WHAT IS NEEDED: Return each record shown beneath, word for word.
===== INPUT DATA =====
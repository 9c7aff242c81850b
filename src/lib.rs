// Note Context Library
// Assembles language-model context from a hierarchical note graph

pub mod context;
pub mod graph;

pub use context::{
    build_context, compose_unified_context, estimate_tokens, truncate_preserving_structure, AuxiliarySource,
    BacklinkTuning, ComposeOptions, CompositionReport, ConfigError, ContextComposer, ContextItem, ContextTraversal,
    EngineConfig, ItemKind, ItemSource, TokenEstimator, TraversalOptions,
};
pub use graph::{index_vault, Block, GraphError, GraphQuery, GraphResult, IndexStats, MemoryGraph, Page};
=====
ANSWER TO THE PROBLEM:
repository 9c7aff242c81850b
filename src/lib.rs
// Note Context Library
// Assembles language-model context from a hierarchical note graph

pub mod context;
pub mod graph;

pub use context::{
    build_context, compose_unified_context, estimate_tokens, truncate_preserving_structure, AuxiliarySource,
    BacklinkTuning, ComposeOptions, CompositionReport, ConfigError, ContextComposer, ContextItem, ContextTraversal,
    EngineConfig, ItemKind, ItemSource, TokenEstimator, TraversalOptions,
};
pub use graph::{index_vault, Block, GraphError, GraphQuery, GraphResult, IndexStats, MemoryGraph, Page};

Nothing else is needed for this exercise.